**Directions for this task**. Every line from the start of the listing below through the line that contains "against a scripted" is to be reproduced word for word.
= = = =
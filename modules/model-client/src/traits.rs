use anyhow::Result;
use async_trait::async_trait;

/// A single generation request: system preamble plus one user turn.
#[derive(Debug, Clone)]
pub struct Prompt {
    pub system: String,
    pub user: String,
}

impl Prompt {
    pub fn new(system: impl Into<String>, user: impl Into<String>) -> Self {
        Self {
            system: system.into(),
            user: user.into(),
        }
    }
}

/// One completed generation with the provider-reported usage and the cost
/// attributed to this call.
#[derive(Debug, Clone)]
pub struct Completion {
    pub text: String,
    pub input_tokens: u32,
    pub output_tokens: u32,
    pub cost_cents: u64,
}

/// Seam for the generative model so pipelines can run against a scripted
/// fake in tests.
#[async_trait]
pub trait TextModel: Send + Sync {
    async fn generate(&self, prompt: &Prompt, max_tokens: u32) -> Result<Completion>;
}
use std::env;

use tracing::info;

/// Application configuration loaded from environment variables.
#[derive(Debug, Clone)]
pub struct Config {
    // Postgres (analytical store)
    pub database_url: String,

    // Generative model
    pub anthropic_api_key: String,
    pub model: String,

    // Fallback scraping (remote rendering service). Empty URL disables it.
    pub render_api_url: String,
    pub render_api_token: Option<String>,

    // Durable state
    pub data_dir: String,

    // Run shape
    pub budget_ceiling_cents: u64,
    pub concurrency: usize,
    pub item_estimate_cents: u64,
    pub required_sections: Vec<String>,
    pub min_words: u32,
    pub max_words: u32,
}

impl Config {
    /// Load configuration from environment variables.
    /// Panics with a clear message if required vars are missing.
    pub fn from_env() -> Self {
        Self {
            database_url: required_env("DATABASE_URL"),
            anthropic_api_key: required_env("ANTHROPIC_API_KEY"),
            model: env::var("ATLAS_MODEL")
                .unwrap_or_else(|_| "claude-haiku-4-5-20251001".to_string()),
            render_api_url: env::var("RENDER_API_URL").unwrap_or_default(),
            render_api_token: env::var("RENDER_API_TOKEN").ok(),
            data_dir: env::var("DATA_DIR").unwrap_or_else(|_| "data".to_string()),
            budget_ceiling_cents: parsed_env("ATLAS_BUDGET_CENTS", 0),
            concurrency: parsed_env("ATLAS_CONCURRENCY", 4),
            item_estimate_cents: parsed_env("ATLAS_ITEM_ESTIMATE_CENTS", 40),
            required_sections: env::var("ATLAS_REQUIRED_SECTIONS")
                .unwrap_or_else(|_| "overview,trend-narrative,policy-summary".to_string())
                .split(',')
                .map(|s| s.trim().to_string())
                .filter(|s| !s.is_empty())
                .collect(),
            min_words: parsed_env("ATLAS_MIN_WORDS", 600),
            max_words: parsed_env("ATLAS_MAX_WORDS", 2500),
        }
    }

    /// Log the effective configuration with secrets redacted.
    pub fn log_redacted(&self) {
        info!(
            model = %self.model,
            render_api = if self.render_api_url.is_empty() { "disabled" } else { "enabled" },
            data_dir = %self.data_dir,
            budget_ceiling_cents = self.budget_ceiling_cents,
            concurrency = self.concurrency,
            item_estimate_cents = self.item_estimate_cents,
            required_sections = ?self.required_sections,
            "Config loaded"
        );
    }
}

fn required_env(key: &str) -> String {
    env::var(key).unwrap_or_else(|_| panic!("{key} environment variable is required"))
}

fn parsed_env<T: std::str::FromStr>(key: &str, default: T) -> T
where
    T::Err: std::fmt::Debug,
{
    match env::var(key) {
        Ok(v) => v
            .parse()
            .unwrap_or_else(|e| panic!("{key} must be a number: {e:?}")),
        Err(_) => default,
    }
}
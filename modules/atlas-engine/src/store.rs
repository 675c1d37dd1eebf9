//! Artifact persistence: one JSON document per work item under
//! `{data_dir}/pages/`, with an optional mirror into the analytical store
//! for query-time serving.

use std::path::PathBuf;
use std::sync::Arc;

use anyhow::{Context, Result};
use async_trait::async_trait;
use tracing::{info, warn};

use atlas_common::AtlasError;

use crate::assembler::PageArtifact;
use crate::extractor::MetricsStore;

/// Seam for artifact persistence so pipeline tests can script write
/// failures.
#[async_trait]
pub trait ArtifactSink: Send + Sync {
    async fn persist(&self, artifact: &PageArtifact) -> Result<(), AtlasError>;
}

pub struct FileArtifactStore {
    dir: PathBuf,
    mirror: Option<Arc<dyn MetricsStore>>,
}

impl FileArtifactStore {
    pub fn open(dir: impl Into<PathBuf>, mirror: Option<Arc<dyn MetricsStore>>) -> Result<Self> {
        let dir = dir.into();
        std::fs::create_dir_all(&dir)
            .with_context(|| format!("Failed to create artifact dir {}", dir.display()))?;
        Ok(Self { dir, mirror })
    }

    pub fn load(&self, item_id: &str) -> Result<Option<PageArtifact>> {
        let path = self.dir.join(format!("{item_id}.json"));
        if !path.exists() {
            return Ok(None);
        }
        let raw = std::fs::read_to_string(&path)?;
        Ok(Some(serde_json::from_str(&raw)?))
    }
}

#[async_trait]
impl ArtifactSink for FileArtifactStore {
    async fn persist(&self, artifact: &PageArtifact) -> Result<(), AtlasError> {
        let path = self.dir.join(format!("{}.json", artifact.item_id));
        let tmp = path.with_extension("json.tmp");

        let json = serde_json::to_string_pretty(artifact)
            .map_err(|e| AtlasError::PersistenceFailed(e.to_string()))?;
        std::fs::write(&tmp, json)
            .map_err(|e| AtlasError::PersistenceFailed(e.to_string()))?;
        std::fs::rename(&tmp, &path)
            .map_err(|e| AtlasError::PersistenceFailed(e.to_string()))?;

        info!(item = %artifact.item_id, path = %path.display(), "Artifact persisted");

        // Mirroring is best-effort: the file copy is authoritative.
        if let Some(ref mirror) = self.mirror {
            if let Err(e) = mirror.mirror_artifact(artifact).await {
                warn!(item = %artifact.item_id, error = %e, "Artifact mirror failed");
            }
        }
        Ok(())
    }
}

#[cfg(test)]
mod tests {
    use super::*;
    use crate::testing::sample_artifact;

    #[tokio::test]
    async fn persist_then_load_roundtrips() {
        let dir = tempfile::tempdir().unwrap();
        let store = FileArtifactStore::open(dir.path(), None).unwrap();
        let artifact = sample_artifact("bristol");
        store.persist(&artifact).await.unwrap();

        let loaded = store.load("bristol").unwrap().unwrap();
        assert_eq!(loaded.item_id, "bristol");
        assert_eq!(loaded.sections.len(), artifact.sections.len());
        assert!(store.load("missing").unwrap().is_none());
    }

    #[tokio::test]
    async fn forced_regeneration_overwrites_in_place() {
        let dir = tempfile::tempdir().unwrap();
        let store = FileArtifactStore::open(dir.path(), None).unwrap();
        let mut artifact = sample_artifact("leeds");
        store.persist(&artifact).await.unwrap();
        artifact.total_words += 100;
        store.persist(&artifact).await.unwrap();
        let loaded = store.load("leeds").unwrap().unwrap();
        assert_eq!(loaded.total_words, artifact.total_words);
    }
}
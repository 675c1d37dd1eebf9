//! Supplementary content scraping with a cheap primary strategy and a paid
//! fallback for sites classified complex up front. Scraping never fails the
//! pipeline: both strategies coming up empty just degrades content quality.

use std::sync::Arc;
use std::time::Duration;

use anyhow::{Context, Result};
use async_trait::async_trait;
use chrono::{DateTime, Utc};
use serde::{Deserialize, Serialize};
use spider_transformations::transformation::content::{
    transform_content_input, ReturnFormat, TransformConfig, TransformInput,
};
use tracing::{info, warn};

use atlas_common::{SiteComplexity, WorkItem};

use crate::budget::BudgetLedger;
use crate::retry::RetryPolicy;

/// Below this many characters of cleaned text, a fetch is treated as
/// unusable (parked domains, cookie walls, bot screens).
const MIN_USABLE_CHARS: usize = 200;

/// Paragraphs shorter than this are navigation debris, not content.
const MIN_SNIPPET_CHARS: usize = 80;
const MAX_SNIPPETS: usize = 12;

/// Flat charge per remote rendering call. The service bills per page.
const RENDER_FETCH_COST_CENTS: u64 = 1;

#[derive(Debug, Clone, Copy, PartialEq, Eq, Serialize, Deserialize)]
#[serde(rename_all = "snake_case")]
pub enum FetchStrategy {
    Primary,
    Fallback,
}

/// Unstructured page snippets plus which strategy produced them. May be
/// empty; an empty scrape is a degraded input, not a failure.
#[derive(Debug, Clone, Serialize, Deserialize)]
pub struct ScrapedContent {
    pub snippets: Vec<String>,
    pub strategy: Option<FetchStrategy>,
    pub fetched_at: DateTime<Utc>,
}

impl ScrapedContent {
    pub fn empty() -> Self {
        Self {
            snippets: Vec::new(),
            strategy: None,
            fetched_at: Utc::now(),
        }
    }

    fn from_text(text: &str, strategy: FetchStrategy) -> Self {
        let snippets = text
            .split("\n\n")
            .map(str::trim)
            .filter(|p| p.len() >= MIN_SNIPPET_CHARS)
            .take(MAX_SNIPPETS)
            .map(String::from)
            .collect();
        Self {
            snippets,
            strategy: Some(strategy),
            fetched_at: Utc::now(),
        }
    }

    pub fn is_empty(&self) -> bool {
        self.snippets.is_empty()
    }
}

// --- PageFetcher trait ---

#[async_trait]
pub trait PageFetcher: Send + Sync {
    /// Fetch cleaned main content for a URL. Empty string means the page
    /// yielded nothing usable; transport problems are errors.
    async fn fetch(&self, url: &str) -> Result<String>;
    fn name(&self) -> &str;
    /// Whether each call incurs a billed charge.
    fn metered(&self) -> bool {
        false
    }
}

/// Readability extraction shared by both fetchers.
fn readable(url: &str, html: &str) -> String {
    let parsed_url = url::Url::parse(url).ok();
    let config = TransformConfig {
        readability: true,
        main_content: true,
        return_format: ReturnFormat::Markdown,
        filter_images: true,
        filter_svg: true,
        clean_html: true,
    };
    let input = TransformInput {
        url: parsed_url.as_ref(),
        content: html.as_bytes(),
        screenshot_bytes: None,
        encoding: None,
        selector_config: None,
        ignore_tags: None,
    };
    transform_content_input(input, &config)
}

// --- Primary: plain HTTP fetch + Readability ---

pub struct HttpFetcher {
    client: reqwest::Client,
}

impl HttpFetcher {
    pub fn new() -> Self {
        Self {
            client: reqwest::Client::builder()
                .timeout(Duration::from_secs(20))
                .user_agent("atlas-pages/0.1")
                .build()
                .expect("Failed to build HTTP client"),
        }
    }
}

impl Default for HttpFetcher {
    fn default() -> Self {
        Self::new()
    }
}

#[async_trait]
impl PageFetcher for HttpFetcher {
    async fn fetch(&self, url: &str) -> Result<String> {
        let parsed = url::Url::parse(url).context("Invalid URL")?;
        if parsed.scheme() != "http" && parsed.scheme() != "https" {
            anyhow::bail!("Only http/https URLs are allowed, got: {}", parsed.scheme());
        }

        info!(url, fetcher = "http", "Fetching URL");
        let resp = self
            .client
            .get(url)
            .send()
            .await
            .context("HTTP fetch failed")?;
        if !resp.status().is_success() {
            anyhow::bail!("HTTP fetch returned {}", resp.status());
        }
        let html = resp.text().await.context("Failed to read response body")?;
        let text = readable(url, &html);

        if text.trim().is_empty() {
            warn!(url, fetcher = "http", "Empty content after Readability extraction");
            return Ok(String::new());
        }
        info!(url, fetcher = "http", bytes = text.len(), "Fetched successfully");
        Ok(text)
    }

    fn name(&self) -> &str {
        "http"
    }
}

// --- Fallback: paid remote rendering service + Readability ---

pub struct RenderApiFetcher {
    client: reqwest::Client,
    base_url: String,
    token: Option<String>,
}

impl RenderApiFetcher {
    pub fn new(base_url: &str, token: Option<&str>) -> Self {
        info!(base_url, "Using remote rendering fetcher");
        Self {
            client: reqwest::Client::builder()
                .timeout(Duration::from_secs(45))
                .build()
                .expect("Failed to build HTTP client"),
            base_url: base_url.trim_end_matches('/').to_string(),
            token: token.map(String::from),
        }
    }
}

#[async_trait]
impl PageFetcher for RenderApiFetcher {
    async fn fetch(&self, url: &str) -> Result<String> {
        let mut endpoint = format!("{}/content", self.base_url);
        if let Some(ref token) = self.token {
            endpoint.push_str(&format!("?token={token}"));
        }

        info!(url, fetcher = "render-api", "Fetching rendered URL");
        let resp = self
            .client
            .post(&endpoint)
            .json(&serde_json::json!({ "url": url }))
            .send()
            .await
            .context("Render API request failed")?;

        let status = resp.status();
        if !status.is_success() {
            let message = resp.text().await.unwrap_or_default();
            anyhow::bail!("Render API error ({status}): {message}");
        }
        let html = resp.text().await.context("Failed to read rendered body")?;
        let text = readable(url, &html);

        if text.trim().is_empty() {
            warn!(url, fetcher = "render-api", "Empty content after Readability extraction");
            return Ok(String::new());
        }
        info!(url, fetcher = "render-api", bytes = text.len(), "Fetched successfully");
        Ok(text)
    }

    fn name(&self) -> &str {
        "render-api"
    }

    fn metered(&self) -> bool {
        true
    }
}

/// No-op fetcher for when no rendering service is configured.
pub struct NoopFetcher;

#[async_trait]
impl PageFetcher for NoopFetcher {
    async fn fetch(&self, _url: &str) -> Result<String> {
        Ok(String::new())
    }

    fn name(&self) -> &str {
        "noop"
    }
}

// --- ContentScraper ---

pub struct ContentScraper {
    primary: Arc<dyn PageFetcher>,
    fallback: Arc<dyn PageFetcher>,
    ledger: Arc<BudgetLedger>,
    retry: RetryPolicy,
}

impl ContentScraper {
    pub fn new(
        primary: Arc<dyn PageFetcher>,
        fallback: Arc<dyn PageFetcher>,
        ledger: Arc<BudgetLedger>,
        retry: RetryPolicy,
    ) -> Self {
        Self {
            primary,
            fallback,
            ledger,
            retry,
        }
    }

    /// Scrape supplementary content for one authority. Primary strategy
    /// first; the paid fallback is tried exactly once, and only for items
    /// classified complex up front. Never errors.
    pub async fn scrape(&self, item: &WorkItem) -> ScrapedContent {
        let Some(url) = item.website.as_deref() else {
            return ScrapedContent::empty();
        };

        match self
            .retry
            .run(self.primary.name(), |_| self.primary.fetch(url))
            .await
        {
            Ok((text, _)) if text.trim().len() >= MIN_USABLE_CHARS => {
                return ScrapedContent::from_text(&text, FetchStrategy::Primary);
            }
            Ok(_) => {
                info!(item = %item.id, url, "Primary fetch yielded nothing usable");
            }
            Err(e) => {
                warn!(item = %item.id, url, error = %e, "Primary fetch failed");
            }
        }

        if item.complexity != SiteComplexity::Complex {
            return ScrapedContent::empty();
        }

        // Paid call: charge before the outcome is known. Unmetered
        // stand-ins (no rendering service configured) cost nothing.
        if self.fallback.metered() {
            self.ledger.charge(RENDER_FETCH_COST_CENTS);
        }
        match self.fallback.fetch(url).await {
            Ok(text) if text.trim().len() >= MIN_USABLE_CHARS => {
                ScrapedContent::from_text(&text, FetchStrategy::Fallback)
            }
            Ok(_) => {
                info!(item = %item.id, url, "Fallback fetch yielded nothing usable");
                ScrapedContent::empty()
            }
            Err(e) => {
                warn!(item = %item.id, url, error = %e, "Fallback fetch failed");
                ScrapedContent::empty()
            }
        }
    }
}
= = = =
**Written answer**.
filename modules/model-client/src/traits.rs
use anyhow::Result;
use async_trait::async_trait;

/// A single generation request: system preamble plus one user turn.
#[derive(Debug, Clone)]
pub struct Prompt {
    pub system: String,
    pub user: String,
}

impl Prompt {
    pub fn new(system: impl Into<String>, user: impl Into<String>) -> Self {
        Self {
            system: system.into(),
            user: user.into(),
        }
    }
}

/// One completed generation with the provider-reported usage and the cost
/// attributed to this call.
#[derive(Debug, Clone)]
pub struct Completion {
    pub text: String,
    pub input_tokens: u32,
    pub output_tokens: u32,
    pub cost_cents: u64,
}

/// Seam for the generative model so pipelines can run against a scripted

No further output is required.